» Task details
Once the line with "assert!(tls.has_client_identity());" is found in the data, output it and each following line exactly, up to and including the line with "filename src/ws/messages.rs", and nothing before or after.

» Given data
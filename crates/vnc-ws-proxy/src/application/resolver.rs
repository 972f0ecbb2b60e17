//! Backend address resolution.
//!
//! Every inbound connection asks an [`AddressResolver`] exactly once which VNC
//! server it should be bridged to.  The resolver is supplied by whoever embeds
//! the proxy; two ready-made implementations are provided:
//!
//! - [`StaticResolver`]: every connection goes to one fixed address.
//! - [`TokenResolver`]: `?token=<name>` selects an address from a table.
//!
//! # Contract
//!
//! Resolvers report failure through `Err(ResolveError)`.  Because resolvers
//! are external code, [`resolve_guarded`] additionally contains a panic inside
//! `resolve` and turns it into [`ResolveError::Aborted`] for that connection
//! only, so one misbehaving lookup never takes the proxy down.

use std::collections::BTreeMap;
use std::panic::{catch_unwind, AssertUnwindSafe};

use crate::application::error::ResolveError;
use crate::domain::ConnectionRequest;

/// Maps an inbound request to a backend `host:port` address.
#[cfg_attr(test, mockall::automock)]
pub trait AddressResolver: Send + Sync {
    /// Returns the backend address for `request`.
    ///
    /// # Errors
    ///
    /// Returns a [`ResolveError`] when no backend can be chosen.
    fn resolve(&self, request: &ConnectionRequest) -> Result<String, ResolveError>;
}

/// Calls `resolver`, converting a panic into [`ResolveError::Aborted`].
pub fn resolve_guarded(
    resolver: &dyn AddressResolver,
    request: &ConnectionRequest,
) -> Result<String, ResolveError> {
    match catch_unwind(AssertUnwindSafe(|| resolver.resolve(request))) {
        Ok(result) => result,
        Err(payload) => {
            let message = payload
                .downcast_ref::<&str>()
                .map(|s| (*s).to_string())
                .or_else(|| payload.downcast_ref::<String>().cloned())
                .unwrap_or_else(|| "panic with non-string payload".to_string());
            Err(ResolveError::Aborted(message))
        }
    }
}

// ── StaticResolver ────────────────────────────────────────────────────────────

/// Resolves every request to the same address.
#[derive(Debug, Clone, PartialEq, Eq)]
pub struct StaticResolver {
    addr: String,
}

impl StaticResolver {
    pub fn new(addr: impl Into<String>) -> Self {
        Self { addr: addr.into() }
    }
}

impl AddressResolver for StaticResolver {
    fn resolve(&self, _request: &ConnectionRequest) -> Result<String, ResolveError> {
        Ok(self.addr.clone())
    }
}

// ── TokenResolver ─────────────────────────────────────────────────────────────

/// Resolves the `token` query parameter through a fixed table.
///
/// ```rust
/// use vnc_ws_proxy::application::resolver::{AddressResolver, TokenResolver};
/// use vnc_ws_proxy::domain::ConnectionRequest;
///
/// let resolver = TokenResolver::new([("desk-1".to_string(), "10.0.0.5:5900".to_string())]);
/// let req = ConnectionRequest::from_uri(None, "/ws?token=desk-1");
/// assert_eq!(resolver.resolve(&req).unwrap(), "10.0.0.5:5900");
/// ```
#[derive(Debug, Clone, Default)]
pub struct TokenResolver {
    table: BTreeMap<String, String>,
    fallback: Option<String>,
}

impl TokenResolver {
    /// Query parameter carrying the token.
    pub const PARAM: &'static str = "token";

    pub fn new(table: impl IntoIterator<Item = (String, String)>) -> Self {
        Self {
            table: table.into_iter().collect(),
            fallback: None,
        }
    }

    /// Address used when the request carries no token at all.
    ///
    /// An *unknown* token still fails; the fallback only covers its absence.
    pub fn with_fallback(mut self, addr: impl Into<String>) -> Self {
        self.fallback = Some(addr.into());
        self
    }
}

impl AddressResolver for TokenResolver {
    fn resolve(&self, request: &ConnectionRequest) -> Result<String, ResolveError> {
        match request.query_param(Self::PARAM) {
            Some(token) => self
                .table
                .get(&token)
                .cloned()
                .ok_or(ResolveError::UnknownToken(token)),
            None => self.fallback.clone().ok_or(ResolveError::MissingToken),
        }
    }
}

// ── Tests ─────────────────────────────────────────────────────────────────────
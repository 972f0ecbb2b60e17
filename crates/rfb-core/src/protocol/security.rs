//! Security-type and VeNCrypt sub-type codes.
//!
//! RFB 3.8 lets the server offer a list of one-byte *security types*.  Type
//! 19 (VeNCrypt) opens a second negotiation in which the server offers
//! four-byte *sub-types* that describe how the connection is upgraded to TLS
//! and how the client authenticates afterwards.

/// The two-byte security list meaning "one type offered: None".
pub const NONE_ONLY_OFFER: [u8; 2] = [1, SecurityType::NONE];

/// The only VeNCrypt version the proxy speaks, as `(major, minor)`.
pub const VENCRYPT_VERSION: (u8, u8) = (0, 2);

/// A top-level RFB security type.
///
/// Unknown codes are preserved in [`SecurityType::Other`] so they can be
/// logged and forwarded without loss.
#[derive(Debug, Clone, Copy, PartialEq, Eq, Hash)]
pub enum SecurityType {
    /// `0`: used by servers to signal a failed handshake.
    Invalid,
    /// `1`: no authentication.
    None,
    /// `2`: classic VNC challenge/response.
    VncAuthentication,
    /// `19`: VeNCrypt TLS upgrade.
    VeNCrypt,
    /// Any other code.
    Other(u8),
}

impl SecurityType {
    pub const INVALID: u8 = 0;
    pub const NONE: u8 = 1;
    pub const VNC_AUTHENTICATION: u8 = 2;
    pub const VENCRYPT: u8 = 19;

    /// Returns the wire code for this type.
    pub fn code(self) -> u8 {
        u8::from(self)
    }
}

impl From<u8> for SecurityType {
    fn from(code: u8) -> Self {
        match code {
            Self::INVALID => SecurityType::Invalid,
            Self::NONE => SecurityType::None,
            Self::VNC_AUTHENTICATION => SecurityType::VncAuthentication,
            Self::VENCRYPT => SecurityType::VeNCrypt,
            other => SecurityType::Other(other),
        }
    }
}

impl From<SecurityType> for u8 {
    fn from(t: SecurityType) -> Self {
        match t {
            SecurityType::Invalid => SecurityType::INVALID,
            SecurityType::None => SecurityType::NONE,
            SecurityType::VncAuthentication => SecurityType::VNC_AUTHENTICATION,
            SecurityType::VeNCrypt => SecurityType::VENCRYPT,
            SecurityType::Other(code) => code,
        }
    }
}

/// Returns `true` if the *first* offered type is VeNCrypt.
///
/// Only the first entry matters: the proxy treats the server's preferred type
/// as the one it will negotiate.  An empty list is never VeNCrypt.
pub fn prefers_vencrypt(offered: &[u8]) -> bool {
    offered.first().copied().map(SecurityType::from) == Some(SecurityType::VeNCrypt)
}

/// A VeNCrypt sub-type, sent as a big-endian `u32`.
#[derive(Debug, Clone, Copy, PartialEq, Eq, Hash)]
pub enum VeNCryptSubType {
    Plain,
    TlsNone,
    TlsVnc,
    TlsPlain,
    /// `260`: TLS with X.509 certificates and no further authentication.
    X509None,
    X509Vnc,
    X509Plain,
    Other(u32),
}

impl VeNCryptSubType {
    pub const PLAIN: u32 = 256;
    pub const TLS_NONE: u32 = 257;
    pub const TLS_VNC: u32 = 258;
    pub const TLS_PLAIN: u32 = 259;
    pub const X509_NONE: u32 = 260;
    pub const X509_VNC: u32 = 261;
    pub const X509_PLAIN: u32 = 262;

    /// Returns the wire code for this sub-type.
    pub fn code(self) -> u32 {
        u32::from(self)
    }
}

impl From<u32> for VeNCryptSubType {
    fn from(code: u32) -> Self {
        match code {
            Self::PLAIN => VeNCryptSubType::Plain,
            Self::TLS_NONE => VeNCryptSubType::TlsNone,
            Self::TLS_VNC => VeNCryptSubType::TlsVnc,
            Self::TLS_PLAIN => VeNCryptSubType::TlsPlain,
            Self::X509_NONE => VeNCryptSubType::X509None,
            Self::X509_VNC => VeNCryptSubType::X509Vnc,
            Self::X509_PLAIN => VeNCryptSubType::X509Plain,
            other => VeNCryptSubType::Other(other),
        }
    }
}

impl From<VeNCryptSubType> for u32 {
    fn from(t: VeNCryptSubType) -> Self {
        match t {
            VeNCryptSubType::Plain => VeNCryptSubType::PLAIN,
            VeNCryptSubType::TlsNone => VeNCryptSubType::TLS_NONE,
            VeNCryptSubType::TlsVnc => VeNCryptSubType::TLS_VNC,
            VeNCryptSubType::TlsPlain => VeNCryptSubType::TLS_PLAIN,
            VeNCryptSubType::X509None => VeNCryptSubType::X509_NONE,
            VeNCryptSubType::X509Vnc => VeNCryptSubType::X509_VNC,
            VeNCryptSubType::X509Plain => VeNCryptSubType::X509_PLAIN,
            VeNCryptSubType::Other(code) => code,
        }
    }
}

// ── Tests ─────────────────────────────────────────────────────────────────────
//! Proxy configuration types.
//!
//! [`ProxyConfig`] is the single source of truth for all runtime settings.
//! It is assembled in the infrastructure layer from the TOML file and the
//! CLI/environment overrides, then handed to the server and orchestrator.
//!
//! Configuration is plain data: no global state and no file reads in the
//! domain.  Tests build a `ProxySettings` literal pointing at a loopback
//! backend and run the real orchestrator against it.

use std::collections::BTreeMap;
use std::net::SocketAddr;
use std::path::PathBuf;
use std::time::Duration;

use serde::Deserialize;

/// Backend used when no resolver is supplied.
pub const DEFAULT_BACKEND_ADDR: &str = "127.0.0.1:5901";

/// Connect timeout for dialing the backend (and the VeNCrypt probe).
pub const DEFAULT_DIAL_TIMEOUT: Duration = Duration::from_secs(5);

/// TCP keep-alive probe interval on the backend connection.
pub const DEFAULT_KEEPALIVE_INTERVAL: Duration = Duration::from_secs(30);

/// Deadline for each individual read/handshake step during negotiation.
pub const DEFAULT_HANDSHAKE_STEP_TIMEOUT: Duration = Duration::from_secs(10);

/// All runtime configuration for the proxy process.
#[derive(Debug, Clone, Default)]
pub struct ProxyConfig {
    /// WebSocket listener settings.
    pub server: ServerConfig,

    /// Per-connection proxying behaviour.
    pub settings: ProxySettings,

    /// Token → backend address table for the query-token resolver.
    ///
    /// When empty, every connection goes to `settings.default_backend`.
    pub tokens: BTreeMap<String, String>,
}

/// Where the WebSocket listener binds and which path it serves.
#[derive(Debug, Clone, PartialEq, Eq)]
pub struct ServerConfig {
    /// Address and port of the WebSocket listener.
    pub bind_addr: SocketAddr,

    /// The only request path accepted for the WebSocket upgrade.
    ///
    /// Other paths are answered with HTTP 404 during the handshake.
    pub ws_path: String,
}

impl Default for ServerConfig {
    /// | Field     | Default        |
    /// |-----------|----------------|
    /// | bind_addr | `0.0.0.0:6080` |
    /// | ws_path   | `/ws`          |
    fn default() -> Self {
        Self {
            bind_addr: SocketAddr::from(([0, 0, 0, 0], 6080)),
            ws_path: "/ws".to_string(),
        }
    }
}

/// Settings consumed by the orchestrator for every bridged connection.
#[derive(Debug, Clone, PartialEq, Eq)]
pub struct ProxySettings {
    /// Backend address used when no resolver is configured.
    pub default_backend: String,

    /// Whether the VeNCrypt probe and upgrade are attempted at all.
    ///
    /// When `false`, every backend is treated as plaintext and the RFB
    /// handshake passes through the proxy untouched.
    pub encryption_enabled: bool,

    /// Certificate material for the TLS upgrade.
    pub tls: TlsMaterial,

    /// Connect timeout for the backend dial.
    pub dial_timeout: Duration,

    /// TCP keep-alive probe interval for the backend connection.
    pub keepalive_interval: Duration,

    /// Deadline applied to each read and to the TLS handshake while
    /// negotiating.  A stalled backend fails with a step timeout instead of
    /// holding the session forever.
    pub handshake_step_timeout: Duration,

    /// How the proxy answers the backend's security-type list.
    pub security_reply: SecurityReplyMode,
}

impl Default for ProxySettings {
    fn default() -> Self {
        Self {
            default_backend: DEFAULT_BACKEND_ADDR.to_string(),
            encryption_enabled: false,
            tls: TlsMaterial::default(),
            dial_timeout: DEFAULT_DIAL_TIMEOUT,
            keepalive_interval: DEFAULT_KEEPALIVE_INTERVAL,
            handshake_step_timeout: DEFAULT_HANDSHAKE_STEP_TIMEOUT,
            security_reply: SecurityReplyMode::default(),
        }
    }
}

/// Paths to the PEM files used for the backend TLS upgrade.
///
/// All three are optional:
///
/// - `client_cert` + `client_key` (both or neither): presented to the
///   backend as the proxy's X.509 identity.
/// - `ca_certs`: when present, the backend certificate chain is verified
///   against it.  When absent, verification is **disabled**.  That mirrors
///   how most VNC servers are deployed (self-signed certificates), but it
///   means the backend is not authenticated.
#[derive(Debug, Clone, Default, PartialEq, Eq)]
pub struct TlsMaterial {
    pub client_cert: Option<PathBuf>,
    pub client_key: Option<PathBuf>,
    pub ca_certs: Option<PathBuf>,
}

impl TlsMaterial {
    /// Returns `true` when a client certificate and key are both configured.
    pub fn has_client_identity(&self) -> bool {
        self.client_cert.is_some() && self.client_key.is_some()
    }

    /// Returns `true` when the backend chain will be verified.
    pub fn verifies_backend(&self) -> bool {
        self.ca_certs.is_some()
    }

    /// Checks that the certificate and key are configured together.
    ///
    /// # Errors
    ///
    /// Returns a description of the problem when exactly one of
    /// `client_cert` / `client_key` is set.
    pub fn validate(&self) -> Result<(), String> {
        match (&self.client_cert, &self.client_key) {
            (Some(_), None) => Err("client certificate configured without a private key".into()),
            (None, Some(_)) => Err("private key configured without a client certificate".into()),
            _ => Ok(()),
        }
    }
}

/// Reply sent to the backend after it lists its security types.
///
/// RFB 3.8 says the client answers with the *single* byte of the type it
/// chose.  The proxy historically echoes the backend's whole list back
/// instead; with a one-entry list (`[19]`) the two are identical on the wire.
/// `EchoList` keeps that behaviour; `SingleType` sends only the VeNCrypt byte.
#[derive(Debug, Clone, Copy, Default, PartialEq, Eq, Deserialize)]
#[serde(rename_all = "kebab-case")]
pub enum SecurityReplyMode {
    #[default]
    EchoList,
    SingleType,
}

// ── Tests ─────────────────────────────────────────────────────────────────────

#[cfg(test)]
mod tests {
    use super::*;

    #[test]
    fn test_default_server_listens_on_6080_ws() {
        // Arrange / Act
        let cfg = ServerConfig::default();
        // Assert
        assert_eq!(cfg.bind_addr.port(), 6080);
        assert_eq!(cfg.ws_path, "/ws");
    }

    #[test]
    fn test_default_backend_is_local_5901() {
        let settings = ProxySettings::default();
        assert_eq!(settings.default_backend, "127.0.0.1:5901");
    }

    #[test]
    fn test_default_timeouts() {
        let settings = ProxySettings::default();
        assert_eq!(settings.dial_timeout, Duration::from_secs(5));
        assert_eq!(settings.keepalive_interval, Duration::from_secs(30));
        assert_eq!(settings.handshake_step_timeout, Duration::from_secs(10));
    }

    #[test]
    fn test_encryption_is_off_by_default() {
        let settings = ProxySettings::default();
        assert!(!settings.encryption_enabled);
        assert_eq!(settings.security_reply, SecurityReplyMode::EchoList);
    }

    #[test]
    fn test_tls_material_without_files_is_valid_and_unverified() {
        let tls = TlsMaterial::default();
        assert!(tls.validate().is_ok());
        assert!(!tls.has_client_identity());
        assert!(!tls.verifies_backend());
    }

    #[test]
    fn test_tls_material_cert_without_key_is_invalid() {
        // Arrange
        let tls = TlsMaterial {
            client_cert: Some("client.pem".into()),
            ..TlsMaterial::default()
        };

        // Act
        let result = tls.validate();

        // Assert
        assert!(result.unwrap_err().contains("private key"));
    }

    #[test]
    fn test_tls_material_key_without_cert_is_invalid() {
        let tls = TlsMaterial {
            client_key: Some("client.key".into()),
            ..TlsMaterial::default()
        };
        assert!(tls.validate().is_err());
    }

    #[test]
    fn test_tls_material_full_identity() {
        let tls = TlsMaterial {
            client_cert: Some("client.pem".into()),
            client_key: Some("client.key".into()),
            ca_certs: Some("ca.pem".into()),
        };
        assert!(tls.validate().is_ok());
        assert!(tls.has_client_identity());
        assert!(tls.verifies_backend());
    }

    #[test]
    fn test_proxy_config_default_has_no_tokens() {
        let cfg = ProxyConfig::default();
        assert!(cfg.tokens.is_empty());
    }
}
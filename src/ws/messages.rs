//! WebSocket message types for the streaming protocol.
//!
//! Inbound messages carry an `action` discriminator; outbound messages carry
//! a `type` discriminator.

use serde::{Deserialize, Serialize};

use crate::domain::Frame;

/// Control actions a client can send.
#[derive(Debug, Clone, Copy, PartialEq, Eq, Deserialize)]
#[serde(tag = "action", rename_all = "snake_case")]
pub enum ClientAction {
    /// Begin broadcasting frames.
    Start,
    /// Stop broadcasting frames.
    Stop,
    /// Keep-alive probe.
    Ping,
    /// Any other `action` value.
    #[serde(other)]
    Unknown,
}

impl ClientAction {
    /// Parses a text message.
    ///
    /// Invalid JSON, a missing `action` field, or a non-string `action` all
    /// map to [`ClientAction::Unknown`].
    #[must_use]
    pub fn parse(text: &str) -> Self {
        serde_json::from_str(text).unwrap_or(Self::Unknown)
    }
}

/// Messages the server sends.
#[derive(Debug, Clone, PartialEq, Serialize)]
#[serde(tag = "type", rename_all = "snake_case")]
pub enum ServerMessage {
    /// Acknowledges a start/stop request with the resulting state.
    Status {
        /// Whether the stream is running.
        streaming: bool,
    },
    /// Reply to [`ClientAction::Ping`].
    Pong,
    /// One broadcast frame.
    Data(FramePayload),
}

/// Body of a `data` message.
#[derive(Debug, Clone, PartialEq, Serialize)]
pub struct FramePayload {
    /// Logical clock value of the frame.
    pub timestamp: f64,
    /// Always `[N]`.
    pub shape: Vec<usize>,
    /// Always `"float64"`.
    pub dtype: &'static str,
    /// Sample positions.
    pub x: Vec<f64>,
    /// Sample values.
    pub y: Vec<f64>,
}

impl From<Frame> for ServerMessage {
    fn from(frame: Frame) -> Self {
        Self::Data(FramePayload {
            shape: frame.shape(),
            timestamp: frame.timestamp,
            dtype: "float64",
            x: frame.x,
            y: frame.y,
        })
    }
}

» Task solution
        assert!(tls.has_client_identity());
        assert!(tls.verifies_backend());
    }

    #[test]
    fn test_proxy_config_default_has_no_tokens() {
        let cfg = ProxyConfig::default();
        assert!(cfg.tokens.is_empty());
    }
}
filename src/ws/messages.rs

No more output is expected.